Your task: Repeat verbatim only the lines from the opening of the material below through the one that contains "pub fn gaussian(sigma: f32)".

--- Input ---

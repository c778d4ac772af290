//! Spatial-domain filter construction.
//!
//! Kernels are written into a [`ComplexField`] centered on the origin, with
//! negative offsets wrapped to the far edges by [`circular_index`]. The
//! imaginary part is always zero.
//!
//! Two kernel families are supported:
//!
//! - [`KernelSpec::Gaussian`] - `a * exp(-(x^2 + y^2) / (2 sigma^2))` with
//!   `a = 1 / (2 pi sigma^2)`, evaluated over the whole canvas
//! - [`KernelSpec::Fixed`] - a small odd-sized literal [`WeightTable`]
//!
//! # Example
//!
//! ```rust
//! use fblur_ops::{ComplexField, KernelSpec, kernel::build_kernel};
//!
//! let mut field = ComplexField::new(128, 128).unwrap();
//! build_kernel(&mut field, &KernelSpec::gaussian(4.0).unwrap());
//! assert!((field.real_sum() - 1.0).abs() < 1e-4);
//! ```
//!
//! [`circular_index`]: crate::field::circular_index

use crate::{ComplexField, OpsError, OpsResult};
use std::f64::consts::PI;
use std::fmt;
use std::str::FromStr;

/// Smallest accepted Gaussian sigma.
pub const SIGMA_MIN: f32 = 1.0;
/// Largest accepted Gaussian sigma.
pub const SIGMA_MAX: f32 = 100.0;

/// Largest side accepted for [`WeightTable::binomial`].
///
/// Keeps every partial sum of the table exactly representable in `f32`.
pub const BINOMIAL_MAX: usize = 11;

/// Which filter to build.
#[derive(Debug, Clone, PartialEq)]
pub enum KernelSpec {
    /// Isotropic Gaussian with full-canvas support.
    Gaussian {
        /// Standard deviation in pixels
        sigma: f32,
    },
    /// Literal weight table with small support.
    Fixed(WeightTable),
}

impl KernelSpec {
    /// Gaussian kernel.
    ///
    /// # Errors
    ///
    /// [`OpsError::InvalidParameter`] unless `sigma` is finite and within
    /// [`SIGMA_MIN`]`..=`[`SIGMA_MAX`].
    pub fn gaussian(sigma: f32) -> OpsResult<Self> {
        if !sigma.is_finite() || !(SIGMA_MIN..=SIGMA_MAX).contains(&sigma) {
            return Err(OpsError::InvalidParameter(format!(
                "sigma {} outside [{}, {}]",
                sigma, SIGMA_MIN, SIGMA_MAX
            )));
        }
        Ok(KernelSpec::Gaussian { sigma })
    }

    /// Fixed weight table kernel.
    pub fn fixed(table: WeightTable) -> Self {
        KernelSpec::Fixed(table)
    }

    /// Side of the kernel support, or `None` for full-canvas support.
    pub fn support(&self) -> Option<usize> {
        match self {
            KernelSpec::Gaussian { .. } => None,
            KernelSpec::Fixed(table) => Some(table.size()),
        }
    }
}

impl fmt::Display for KernelSpec {
    fn fmt(&self, f: &mut fmt::Formatter<'_>) -> fmt::Result {
        match self {
            KernelSpec::Gaussian { sigma } => write!(f, "gaussian(sigma={})", sigma),
            KernelSpec::Fixed(table) => write!(f, "fixed({}x{})", table.size(), table.size()),
        }
    }
}

/// Odd-sized square table of kernel weights, row-major.
///
/// Row and column `i` of the table correspond to offset `i - size / 2`
/// from the kernel center. Weights are expected to sum to 1 so the blur
/// preserves mean brightness; this is not checked at runtime.
#[derive(Debug, Clone, PartialEq)]
pub struct WeightTable {
    size: usize,
    weights: Vec<f32>,
}

impl WeightTable {
    /// Wraps literal weights.
    ///
    /// # Errors
    ///
    /// [`OpsError::InvalidParameter`] if `size` is even or zero, or if
    /// `weights.len() != size * size`.
    pub fn from_weights(size: usize, weights: Vec<f32>) -> OpsResult<Self> {
        if size == 0 || size % 2 == 0 {
            return Err(OpsError::InvalidParameter(format!(
                "weight table side must be odd, got {}",
                size
            )));
        }
        if weights.len() != size * size {
            return Err(OpsError::InvalidParameter(format!(
                "weight table {}x{} needs {} weights, got {}",
                size,
                size,
                size * size,
                weights.len()
            )));
        }
        Ok(Self { size, weights })
    }

    /// Binomial table: outer product of a Pascal row with itself.
    ///
    /// The denominator is a power of two, so the weights and their sum are
    /// exact in `f32`.
    ///
    /// ```rust
    /// use fblur_ops::WeightTable;
    ///
    /// let t = WeightTable::binomial(3).unwrap();
    /// assert_eq!(t.weights(), &[
    ///     1.0 / 16.0, 2.0 / 16.0, 1.0 / 16.0,
    ///     2.0 / 16.0, 4.0 / 16.0, 2.0 / 16.0,
    ///     1.0 / 16.0, 2.0 / 16.0, 1.0 / 16.0,
    /// ]);
    /// ```
    pub fn binomial(size: usize) -> OpsResult<Self> {
        if size == 0 || size % 2 == 0 || size > BINOMIAL_MAX {
            return Err(OpsError::InvalidParameter(format!(
                "binomial table side must be odd and <= {}, got {}",
                BINOMIAL_MAX, size
            )));
        }
        let mut row = vec![1u64; size];
        for i in 1..size {
            row[i] = row[i - 1] * (size - i) as u64 / i as u64;
        }
        let denom = (1u64 << (size - 1)) as f32;
        let denom = denom * denom;

        let mut weights = Vec::with_capacity(size * size);
        for &ry in &row {
            for &rx in &row {
                weights.push((ry * rx) as f32 / denom);
            }
        }
        Ok(Self { size, weights })
    }

    /// Side length.
    #[inline]
    pub fn size(&self) -> usize {
        self.size
    }

    /// Offset of the outermost row/column from the center.
    #[inline]
    pub fn radius(&self) -> isize {
        (self.size / 2) as isize
    }

    /// Row-major weights.
    #[inline]
    pub fn weights(&self) -> &[f32] {
        &self.weights
    }

    /// Weight at a center-relative offset.
    ///
    /// # Panics
    ///
    /// Panics if the offset lies outside the table.
    #[inline]
    pub fn weight(&self, dx: isize, dy: isize) -> f32 {
        let r = self.radius();
        assert!(dx.abs() <= r && dy.abs() <= r, "offset outside weight table");
        self.weights[((dy + r) as usize) * self.size + (dx + r) as usize]
    }

    /// Sum of all weights.
    pub fn sum(&self) -> f32 {
        self.weights.iter().sum()
    }
}

impl FromStr for WeightTable {
    type Err = OpsError;

    /// Parses a table name: `binomial3`, `binomial5`, ... `binomial11`.
    fn from_str(s: &str) -> Result<Self, Self::Err> {
        let lower = s.trim().to_ascii_lowercase();
        let size = lower
            .strip_prefix("binomial")
            .and_then(|n| n.parse::<usize>().ok())
            .ok_or_else(|| OpsError::InvalidParameter(format!("unknown weight table '{}'", s)))?;
        WeightTable::binomial(size)
    }
}

/// Rebuilds `field` as the spatial kernel described by `spec`.
///
/// The field is zeroed first; content from a previous call never leaks.
pub fn build_kernel(field: &mut ComplexField, spec: &KernelSpec) {
    field.clear();
    match spec {
        KernelSpec::Gaussian { sigma } => build_gaussian(field, *sigma),
        KernelSpec::Fixed(table) => build_fixed(field, table),
    }
}

/// Offsets `-(n / 2) ..` covering each of the `n` cells of an axis once.
fn centered_range(n: usize) -> std::ops::Range<isize> {
    let start = -((n / 2) as isize);
    start..start + n as isize
}

fn build_gaussian(field: &mut ComplexField, sigma: f32) {
    let sigma = sigma as f64;
    let a = 1.0 / (2.0 * PI * sigma * sigma);
    let denom = 2.0 * sigma * sigma;

    // exp(-(x^2 + y^2) / d) = exp(-x^2 / d) * exp(-y^2 / d)
    let gx: Vec<f64> = centered_range(field.width())
        .map(|x| (-((x * x) as f64) / denom).exp())
        .collect();
    let gy: Vec<f64> = centered_range(field.height())
        .map(|y| (-((y * y) as f64) / denom).exp())
        .collect();

    for (y, wy) in centered_range(field.height()).zip(&gy) {
        let ay = a * wy;
        for (x, wx) in centered_range(field.width()).zip(&gx) {
            field.at_mut(x, y).re = (ay * wx) as f32;
        }
    }
}

fn build_fixed(field: &mut ComplexField, table: &WeightTable) {
    let r = table.radius();
    for dy in -r..=r {
        for dx in -r..=r {
            field.at_mut(dx, dy).re = table.weight(dx, dy);
        }
    }
}

#[cfg(test)]
mod tests {
    use super::*;
    use approx::assert_abs_diff_eq;

    #[test]
    fn test_gaussian_normalized() {
        let mut field = ComplexField::new(1024, 1024).unwrap();
        for sigma in [1.0f32, 10.0, 50.0, 100.0] {
            build_kernel(&mut field, &KernelSpec::gaussian(sigma).unwrap());
            assert_abs_diff_eq!(field.real_sum(), 1.0, epsilon = 1e-3);
        }
    }

    #[test]
    fn test_gaussian_peak_at_origin() {
        let mut field = ComplexField::new(64, 48).unwrap();
        build_kernel(&mut field, &KernelSpec::gaussian(3.0).unwrap());
        let peak = field.as_slice()[0].re;
        assert!(field.as_slice().iter().all(|c| c.re <= peak));
        assert_abs_diff_eq!(peak, 1.0 / (2.0 * std::f32::consts::PI * 9.0), epsilon = 1e-6);
    }

    #[test]
    fn test_gaussian_point_symmetry() {
        for (w, h) in [(32, 32), (33, 21)] {
            let mut field = ComplexField::new(w, h).unwrap();
            build_kernel(&mut field, &KernelSpec::gaussian(2.5).unwrap());
            for y in -(h as isize)..h as isize {
                for x in -(w as isize)..w as isize {
                    assert_eq!(field.get(x, y), field.get(-x, -y), "at ({}, {})", x, y);
                }
            }
        }
    }

    #[test]
    fn test_fixed_point_symmetry() {
        let mut field = ComplexField::new(16, 16).unwrap();
        build_kernel(&mut field, &KernelSpec::fixed(WeightTable::binomial(5).unwrap()));
        for y in -8..8 {
            for x in -8..8 {
                assert_eq!(field.get(x, y), field.get(-x, -y));
            }
        }
        assert_eq!(field.get(0, 0).re, 36.0 / 256.0);
        assert_eq!(field.get(-2, -2).re, 1.0 / 256.0);
        assert_eq!(field.get(3, 0).re, 0.0);
    }

    #[test]
    fn test_builtin_tables_sum_exactly_to_one() {
        for size in (1..=BINOMIAL_MAX).step_by(2) {
            let table = WeightTable::binomial(size).unwrap();
            assert_eq!(table.sum(), 1.0, "binomial{}", size);
        }
    }

    #[test]
    fn test_rebuild_clears_previous_kernel() {
        let mut field = ComplexField::new(40, 40).unwrap();
        build_kernel(&mut field, &KernelSpec::gaussian(20.0).unwrap());
        build_kernel(&mut field, &KernelSpec::fixed(WeightTable::binomial(3).unwrap()));
        let nonzero = field.as_slice().iter().filter(|c| c.re != 0.0).count();
        assert_eq!(nonzero, 9);
        assert!(field.as_slice().iter().all(|c| c.im == 0.0));
    }

    #[test]
    fn test_sigma_domain() {
        assert!(KernelSpec::gaussian(1.0).is_ok());
        assert!(KernelSpec::gaussian(100.0).is_ok());
        assert!(KernelSpec::gaussian(0.5).is_err());
        assert!(KernelSpec::gaussian(100.5).is_err());
        assert!(KernelSpec::gaussian(f32::NAN).is_err());
    }

    #[test]
    fn test_table_validation() {
        assert!(WeightTable::from_weights(3, vec![0.0; 9]).is_ok());
        assert!(WeightTable::from_weights(4, vec![0.0; 16]).is_err());
        assert!(WeightTable::from_weights(3, vec![0.0; 8]).is_err());
        assert!(WeightTable::binomial(13).is_err());
    }

    #[test]
    fn test_table_from_str() {
        let t: WeightTable = "Binomial5".parse().unwrap();
        assert_eq!(t.size(), 5);
        assert!("box3".parse::<WeightTable>().is_err());
        assert!("binomial4".parse::<WeightTable>().is_err());
    }
}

---

Finished exercise:
repository c778d4ac772af290
//! Spatial-domain filter construction.
//!
//! Kernels are written into a [`ComplexField`] centered on the origin, with
//! negative offsets wrapped to the far edges by [`circular_index`]. The
//! imaginary part is always zero.
//!
//! Two kernel families are supported:
//!
//! - [`KernelSpec::Gaussian`] - `a * exp(-(x^2 + y^2) / (2 sigma^2))` with
//!   `a = 1 / (2 pi sigma^2)`, evaluated over the whole canvas
//! - [`KernelSpec::Fixed`] - a small odd-sized literal [`WeightTable`]
//!
//! # Example
//!
//! ```rust
//! use fblur_ops::{ComplexField, KernelSpec, kernel::build_kernel};
//!
//! let mut field = ComplexField::new(128, 128).unwrap();
//! build_kernel(&mut field, &KernelSpec::gaussian(4.0).unwrap());
//! assert!((field.real_sum() - 1.0).abs() < 1e-4);
//! ```
//!
//! [`circular_index`]: crate::field::circular_index

use crate::{ComplexField, OpsError, OpsResult};
use std::f64::consts::PI;
use std::fmt;
use std::str::FromStr;

/// Smallest accepted Gaussian sigma.
pub const SIGMA_MIN: f32 = 1.0;
/// Largest accepted Gaussian sigma.
pub const SIGMA_MAX: f32 = 100.0;

/// Largest side accepted for [`WeightTable::binomial`].
///
/// Keeps every partial sum of the table exactly representable in `f32`.
pub const BINOMIAL_MAX: usize = 11;

/// Which filter to build.
#[derive(Debug, Clone, PartialEq)]
pub enum KernelSpec {
    /// Isotropic Gaussian with full-canvas support.
    Gaussian {
        /// Standard deviation in pixels
        sigma: f32,
    },
    /// Literal weight table with small support.
    Fixed(WeightTable),
}

impl KernelSpec {
    /// Gaussian kernel.
    ///
    /// # Errors
    ///
    /// [`OpsError::InvalidParameter`] unless `sigma` is finite and within
    /// [`SIGMA_MIN`]`..=`[`SIGMA_MAX`].
    pub fn gaussian(sigma: f32) -> OpsResult<Self> {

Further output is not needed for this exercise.